The banks seem to be under the impression that hoarding capital to shore up their balance sheets will return them to health, but my sources believe they are badly mistaken. By refusing to lend to businesses as they did before the advent of exotic and expensive derivatives, they risk killing their own business as well. If this is true, as I suspect, then banks' recent mild recovery will be short-lived, and investors should continue to avoid them.
The central problem, as veteran investment banker Byron Wien described it in a recent essay to Morgan Stanley (MS, news, msgs) customers, is that banks have entered a time of secular, not cyclical, change that will keep them from regaining their place atop the food chain for the next few years.
Let's look at how we got here before considering what happens next.

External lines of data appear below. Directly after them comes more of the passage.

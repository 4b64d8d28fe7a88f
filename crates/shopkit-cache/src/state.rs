//! Delete-status state and the actions that drive it.

use std::collections::BTreeMap;
use std::fmt;

use serde::{Deserialize, Serialize};

/// Numeric site identifier.
#[derive(Debug, Clone, Copy, PartialEq, Eq, Hash, PartialOrd, Ord, Serialize, Deserialize)]
#[serde(transparent)]
pub struct SiteId(pub u64);

impl fmt::Display for SiteId {
    fn fmt(&self, f: &mut fmt::Formatter<'_>) -> fmt::Result {
        write!(f, "{}", self.0)
    }
}

impl From<u64> for SiteId {
    fn from(id: u64) -> Self {
        Self(id)
    }
}

/// Outcome of the most recent delete request for a site.
#[derive(Debug, Clone, Copy, PartialEq, Eq, Hash, Serialize, Deserialize)]
#[serde(rename_all = "lowercase")]
pub enum RequestStatus {
    Pending,
    Success,
    Error,
}

impl RequestStatus {
    pub fn as_str(&self) -> &'static str {
        match self {
            RequestStatus::Pending => "pending",
            RequestStatus::Success => "success",
            RequestStatus::Error => "error",
        }
    }
}

/// Per-site delete tracking.
#[derive(Debug, Clone, Copy, PartialEq, Eq, Serialize, Deserialize)]
pub struct DeleteStatus {
    /// A delete request is in flight.
    pub deleting: bool,
    pub status: RequestStatus,
}

impl DeleteStatus {
    pub const PENDING: DeleteStatus = DeleteStatus {
        deleting: true,
        status: RequestStatus::Pending,
    };
    pub const SUCCESS: DeleteStatus = DeleteStatus {
        deleting: false,
        status: RequestStatus::Success,
    };
    pub const ERROR: DeleteStatus = DeleteStatus {
        deleting: false,
        status: RequestStatus::Error,
    };
}

/// Actions that update cache state.
#[derive(Debug, Clone, PartialEq, Eq, Serialize, Deserialize)]
#[serde(tag = "type", rename_all = "snake_case")]
pub enum CacheAction {
    /// A delete request was sent.
    DeleteCache { site_id: SiteId },
    /// The site confirmed the delete.
    DeleteCacheSuccess { site_id: SiteId },
    /// The delete request failed.
    DeleteCacheFailure { site_id: SiteId },
    /// Application state is being written to storage.
    Persist,
    /// Application state is being restored from storage.
    Hydrate,
}

/// Cache slice of application state.
#[derive(Debug, Clone, Default, PartialEq, Eq, Serialize, Deserialize)]
pub struct CacheState {
    /// Delete status keyed by site. Sites never touched have no entry.
    #[serde(default)]
    pub delete_status: BTreeMap<SiteId, DeleteStatus>,
}

impl CacheState {
    pub fn new() -> Self {
        Self::default()
    }

    /// Apply `action`, returning the next state.
    ///
    /// Delete status is transient: persisting or hydrating yields an empty
    /// map rather than carrying in-flight requests across sessions.
    pub fn reduce(mut self, action: &CacheAction) -> Self {
        match action {
            CacheAction::DeleteCache { site_id } => {
                self.delete_status.insert(*site_id, DeleteStatus::PENDING);
            }
            CacheAction::DeleteCacheSuccess { site_id } => {
                self.delete_status.insert(*site_id, DeleteStatus::SUCCESS);
            }
            CacheAction::DeleteCacheFailure { site_id } => {
                self.delete_status.insert(*site_id, DeleteStatus::ERROR);
            }
            CacheAction::Persist | CacheAction::Hydrate => {
                self.delete_status.clear();
            }
        }
        self
    }

    /// Fold a sequence of actions starting from this state.
    pub fn reduce_all<'a, I>(self, actions: I) -> Self
    where
        I: IntoIterator<Item = &'a CacheAction>,
    {
        actions.into_iter().fold(self, CacheState::reduce)
    }
}

#[cfg(test)]
mod tests {
    use super::*;

    const PRIMARY: SiteId = SiteId(123456);
    const SECONDARY: SiteId = SiteId(456789);

    fn pending_primary() -> CacheState {
        CacheState::new().reduce(&CacheAction::DeleteCache { site_id: PRIMARY })
    }

    #[test]
    fn test_default_is_empty() {
        assert!(CacheState::default().delete_status.is_empty());
    }

    #[test]
    fn test_request_marks_pending() {
        let state = pending_primary();
        assert_eq!(
            state.delete_status.get(&PRIMARY),
            Some(&DeleteStatus {
                deleting: true,
                status: RequestStatus::Pending
            })
        );
    }

    #[test]
    fn test_requests_accumulate() {
        let state = pending_primary().reduce(&CacheAction::DeleteCache { site_id: SECONDARY });

        assert_eq!(state.delete_status.len(), 2);
        assert_eq!(state.delete_status[&PRIMARY], DeleteStatus::PENDING);
        assert_eq!(state.delete_status[&SECONDARY], DeleteStatus::PENDING);
    }

    #[test]
    fn test_success_clears_deleting() {
        let state = pending_primary().reduce(&CacheAction::DeleteCacheSuccess { site_id: PRIMARY });
        assert_eq!(state.delete_status[&PRIMARY], DeleteStatus::SUCCESS);
    }

    #[test]
    fn test_failure_clears_deleting() {
        let state = pending_primary().reduce(&CacheAction::DeleteCacheFailure { site_id: PRIMARY });
        assert_eq!(
            state.delete_status[&PRIMARY],
            DeleteStatus {
                deleting: false,
                status: RequestStatus::Error
            }
        );
    }

    #[test]
    fn test_not_persisted() {
        assert!(pending_primary()
            .reduce(&CacheAction::Persist)
            .delete_status
            .is_empty());
    }

    #[test]
    fn test_not_hydrated() {
        assert!(pending_primary()
            .reduce(&CacheAction::Hydrate)
            .delete_status
            .is_empty());
    }

    #[test]
    fn test_action_json_shape() {
        let action: CacheAction =
            serde_json::from_str(r#"{ "type": "delete_cache_success", "site_id": 42 }"#).unwrap();
        assert_eq!(action, CacheAction::DeleteCacheSuccess { site_id: SiteId(42) });

        let action: CacheAction = serde_json::from_str(r#"{ "type": "persist" }"#).unwrap();
        assert_eq!(action, CacheAction::Persist);
    }
}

Wien points out that before the 1980s, banks were conservatively managed private partnerships that were content to make a profit by borrowing money from customers' passbook savings accounts at relatively low rates and lending it out at out at higher rates.
Then, in a newly deregulated climate starting in the Reagan administration, banks merged, got much bigger and global, went public, leveraged up their balance sheets at more than twice the rate of their industrial counterparts and developed a multitrillion-dollar derivatives business from scratch.
Masters of a shrinking universe
Through the 1970s, the banking biz was no great shakes and did not attract top college graduates. But as it became more competitive globally and further deregulation allowed commercial and investment banks to merge, pay scales escalated to the point where million-dollar salaries were common, opening a vast breach between compensation at financial and industrial companies. Tech boomed, overseas markets opened up, and bankers became masters of the universe.After the tech bust of 2000, Wien explains, banking fees were under pressure, and brokerage commissions were shrinking. So financial-services firms were under the gun to find ways to provide their supergenerous compensation to employees. Leveraging superlow interest rates provided by the Federal Reserve after the 2001 terrorist attacks and recession, they found their answer in the invention of subprime mortgages.